On the Web, so the joke goes, nobody knows you're a dog. Woof, woof! Evolutionary ideas of adaptation are excited in exquisitely intimate ways as we interact online, pitching our personae through a changing cast of member names, avatars, and passwords. Linking from site to site, mutating slightly from sign-on to sign-on, users flock, disperse, and migrate in protean networks of information-based relations. In this way, the Internet itself seems like a sprawling--and unintentional--simulation of a living system. Nowhere else is the shift in our understanding of what counts as intelligence and what constitutes life more pronounced.

The accompanying map presents an array of Web sites spotlighting hubs of activity in this expanding field, ranging from artificial life (in cyberspace) to remote sensing (of, mostly, outer space), and from the figure of global evolution to the ground of distributed intelligence. Underscoring the role that digital mathematics plays in shaping the field, the map is based on diagrams of "neural nets," a method of computer programming modeled on the neural networks along which information travels in the human brain.

As in neural-net diagrams, along the top are the "input nodes"--here, disciplines in the hard and social sciences generating models of life and thought.

Along the bottom are the "output nodes"--in this case, art, theory, and popular culture, categories of cultural production that (among other things) filter, redirect, and disseminate material from the sciences.
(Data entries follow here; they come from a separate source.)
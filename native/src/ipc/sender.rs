// Sender worker: drains the outbound queue into the pipe.

use super::channel::Transport;
use super::protocol::OutboundMessage;
use super::queue::OutboundQueue;
use crate::config::BridgeConfig;
use crate::sync::{join_with_grace, Latch, OpenOnDrop, WakeSignal};
use log::{debug, info, warn};
use std::sync::atomic::{AtomicBool, Ordering};
use std::sync::Arc;
use std::thread::{self, JoinHandle};
use std::time::{Duration, Instant};

const THREAD_NAME: &str = "pipe-bridge-send";
const IDLE_POLL: Duration = Duration::from_millis(1);

#[derive(Debug, Clone, Copy)]
struct SendTiming {
    idle_wait: Duration,
    busy_wait: Duration,
}

/// Background thread owning the write side of the channel.
pub struct SenderWorker {
    queue: Arc<OutboundQueue>,
    stop: Arc<AtomicBool>,
    // Set while a popped message is being written.
    busy: Arc<AtomicBool>,
    wake: Arc<WakeSignal>,
    exited: Arc<Latch>,
    handle: Option<JoinHandle<()>>,
    grace: Duration,
}

impl SenderWorker {
    pub fn spawn(channel: Arc<dyn Transport>, config: &BridgeConfig) -> std::io::Result<Self> {
        let queue = Arc::new(OutboundQueue::new());
        let stop = Arc::new(AtomicBool::new(false));
        let busy = Arc::new(AtomicBool::new(false));
        let wake = Arc::new(WakeSignal::new());
        let exited = Arc::new(Latch::new());
        let timing = SendTiming {
            idle_wait: config.send_idle_wait(),
            busy_wait: config.send_busy_wait(),
        };

        let handle = {
            let queue = Arc::clone(&queue);
            let stop = Arc::clone(&stop);
            let busy = Arc::clone(&busy);
            let wake = Arc::clone(&wake);
            let exited = Arc::clone(&exited);
            thread::Builder::new()
                .name(THREAD_NAME.to_string())
                .spawn(move || {
                    let _exit = OpenOnDrop(&exited);
                    let worker = Worker {
                        channel: channel.as_ref(),
                        queue: &queue,
                        stop: &stop,
                        busy: &busy,
                        wake: &wake,
                        timing,
                    };
                    worker.run();
                })?
        };

        Ok(Self {
            queue,
            stop,
            busy,
            wake,
            exited,
            handle: Some(handle),
            grace: config.shutdown_grace(),
        })
    }

    /// Queue a message for transmission. Returns `false` once `end` has
    /// started; the message is dropped.
    pub fn post(&self, message: OutboundMessage) -> bool {
        let queued = self.queue.enqueue(message);
        if !queued {
            debug!("[SEND] Worker stopping - message dropped");
        }
        queued
    }

    pub fn pending(&self) -> usize {
        self.queue.len()
    }

    pub fn is_running(&self) -> bool {
        self.handle.is_some() && !self.exited.is_open()
    }

    /// True when nothing is queued and no write is in progress.
    pub fn is_idle(&self) -> bool {
        self.idle_watch().is_idle()
    }

    /// Poll until every queued message has been written, or `timeout` elapses.
    pub fn wait_idle(&self, timeout: Duration) -> bool {
        self.idle_watch().wait(timeout)
    }

    /// Handle for waiting on the queue without borrowing the worker.
    pub fn idle_watch(&self) -> IdleWatch {
        IdleWatch {
            queue: Arc::clone(&self.queue),
            busy: Arc::clone(&self.busy),
            exited: Arc::clone(&self.exited),
        }
    }

    /// Stop the worker, discarding undelivered messages.
    /// Waits up to the grace period for the thread, then detaches it.
    pub fn end(&mut self) {
        let Some(handle) = self.handle.take() else {
            return;
        };

        self.stop.store(true, Ordering::Release);
        let dropped = self.queue.close();
        if dropped > 0 {
            debug!("[SEND] Discarded {} undelivered message(s)", dropped);
        }
        self.wake.signal();

        if join_with_grace(handle, &self.exited, self.grace, "SEND") {
            info!("[SEND] Sender worker stopped");
        }
    }
}

impl Drop for SenderWorker {
    fn drop(&mut self) {
        self.end();
    }
}

/// Observes whether a sender has written everything it was given.
#[derive(Clone)]
pub struct IdleWatch {
    queue: Arc<OutboundQueue>,
    busy: Arc<AtomicBool>,
    exited: Arc<Latch>,
}

impl IdleWatch {
    pub fn is_idle(&self) -> bool {
        self.queue.is_empty() && !self.busy.load(Ordering::Acquire)
    }

    /// Poll until idle. Returns `false` on timeout or if the worker exited
    /// with messages still queued.
    pub fn wait(&self, timeout: Duration) -> bool {
        let deadline = Instant::now() + timeout;
        while !self.is_idle() {
            if self.exited.is_open() || Instant::now() >= deadline {
                return false;
            }
            thread::sleep(IDLE_POLL);
        }
        true
    }
}

struct Worker<'a> {
    channel: &'a dyn Transport,
    queue: &'a OutboundQueue,
    stop: &'a AtomicBool,
    busy: &'a AtomicBool,
    wake: &'a WakeSignal,
    timing: SendTiming,
}

impl Worker<'_> {
    fn run(&self) {
        info!("[SEND] Sender worker started");

        while !self.stop.load(Ordering::Acquire) {
            // Flag before popping so `is_idle` never sees an empty queue mid-write.
            self.busy.store(true, Ordering::Release);
            if let Some(message) = self.queue.pop_front() {
                transmit(self.channel, &message);
            }
            self.busy.store(false, Ordering::Release);

            // Drain fast while work is pending.
            let wait = if self.queue.is_empty() && !self.stop.load(Ordering::Acquire) {
                self.timing.idle_wait
            } else {
                self.timing.busy_wait
            };
            self.wake.wait_timeout(wait);
        }
    }
}

/// Write one message and reset the channel.
///
/// The peer stalls on a pipe instance it has already read from, so the
/// channel is closed and reopened after every write whatever its outcome.
pub(crate) fn transmit(channel: &dyn Transport, message: &OutboundMessage) {
    if message.is_empty() {
        return;
    }

    if !channel.write(&message.to_wire()) {
        warn!("[SEND] Failed to deliver {:?}", message);
    }

    channel.close();
    if let Err(e) = channel.open() {
        warn!("[SEND] Failed to reopen pipe after write: {}", e);
    }
}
The middle nodes do the grittiest work, and it is here that the Web sites themselves appear, arranged in the four main thematic groupings mentioned above. Within this, subgroupings (biotech, extraterrestrial life, ecotech, and so on) represent distinct but related clusters of activity. Lines running between the nodes of the map indicate the complex network of pathways carrying information through the neural net. Clearly, we are not in the Kansas of linear logic anymore.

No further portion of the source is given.